To explain the outline of the structure shown in this publication, among the upper bracket and lower bracket that support the column tube against the vehicle body,
The attenuation bracket has a function for tilt operation and locking, and an energy absorption function. Further, the lower bracket supports the column tube by means of a tail shaft so that the column tube can be tilted.

(Problems to be solved by the invention) In the above conventional structure, the atsupa bracket has both a function for tail operation and a function for energy absorption, so the structure of the atsupa bracket itself It gets very complicated. At the same time, since the atsupah bracket is structured to have an energy absorption function, it becomes difficult to ensure the support rigidity of the column tube by the atsupah bracket. Furthermore, it is difficult to ensure a sufficient energy absorption stroke for the upper bracket, which must adopt such a complicated structure, and as a result, there are cases where a sufficient energy absorption function cannot be obtained.
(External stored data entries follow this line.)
//! Structural hashing of [`Value`] trees.

use crate::{TYPE_CODE_TUPLE, Value};
use alloc::vec::Vec;
use alloy_primitives::{B256, keccak256};

enum Step<'a> {
    Enter(&'a Value),
    Close(usize),
}

impl Value {
    /// Returns the structural hash of this value.
    ///
    /// An integer hashes to `keccak256` of its 32-byte big-endian form. A tuple of arity `n`
    /// hashes to `keccak256(u8(TYPE_CODE_TUPLE + n) || hash(e_0) || .. || hash(e_{n-1}))`.
    pub fn hash(&self) -> B256 {
        let mut steps = alloc::vec![Step::Enter(self)];
        let mut hashes: Vec<B256> = Vec::new();
        while let Some(step) = steps.pop() {
            match step {
                Step::Enter(Self::Int(n)) => hashes.push(keccak256(n.to_be_bytes::<32>())),
                Step::Enter(Self::Tuple(items)) => {
                    steps.push(Step::Close(items.len()));
                    steps.extend(items.iter().rev().map(Step::Enter));
                }
                Step::Close(arity) => {
                    let start = hashes.len().saturating_sub(arity);
                    let mut preimage = Vec::with_capacity(1 + arity * 32);
                    preimage.push(TYPE_CODE_TUPLE + arity as u8);
                    for child in hashes.drain(start..) {
                        preimage.extend_from_slice(child.as_slice());
                    }
                    hashes.push(keccak256(&preimage));
                }
            }
        }
        hashes.pop().unwrap_or_default()
    }
}

#[cfg(test)]
mod tests {
    use super::*;
    use alloy_primitives::U256;

    #[test]
    fn test_hash_int() {
        let n = U256::from(5u64);
        assert_eq!(Value::Int(n).hash(), keccak256(n.to_be_bytes::<32>()));
    }

    #[test]
    fn test_hash_empty_tuple() {
        assert_eq!(Value::empty().hash(), keccak256([TYPE_CODE_TUPLE]));
    }

    #[test]
    fn test_hash_tuple_commits_to_children_in_order() {
        let a = Value::from(1u64);
        let b = Value::from(2u64);
        let tuple = Value::pair(a.clone(), b.clone());

        let mut preimage = vec![TYPE_CODE_TUPLE + 2];
        preimage.extend_from_slice(a.hash().as_slice());
        preimage.extend_from_slice(b.hash().as_slice());
        assert_eq!(tuple.hash(), keccak256(&preimage));
        assert_ne!(tuple.hash(), Value::pair(b, a).hash());
    }

    #[test]
    fn test_hash_nested_matches_recursive_definition() {
        let inner = Value::pair(Value::empty(), Value::from(9u64));
        let outer =
            Value::new_tuple(vec![inner.clone(), Value::from(3u64), Value::empty()]).unwrap();

        let mut preimage = vec![TYPE_CODE_TUPLE + 3];
        preimage.extend_from_slice(inner.hash().as_slice());
        preimage.extend_from_slice(Value::from(3u64).hash().as_slice());
        preimage.extend_from_slice(Value::empty().hash().as_slice());
        assert_eq!(outer.hash(), keccak256(&preimage));
    }
}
(Means for Solving the Problems) In order to solve the above problems, the energy absorbing device for the tilted steering column according to the present invention is configured as follows.

That is, the column tube through which the main shaft on the steering wheel side is rotatably inserted is separate from the lower tube through which the intermediate shaft on the steering gear housing side is rotatably inserted. In a tail steering column in which a joint connecting the shaft to the shaft is located in the lower tube, the upper part of the column tube is supported by an upper bracket so as to be able to operate and lock the tail, and the lower part is supported by a lower bracket. has been done.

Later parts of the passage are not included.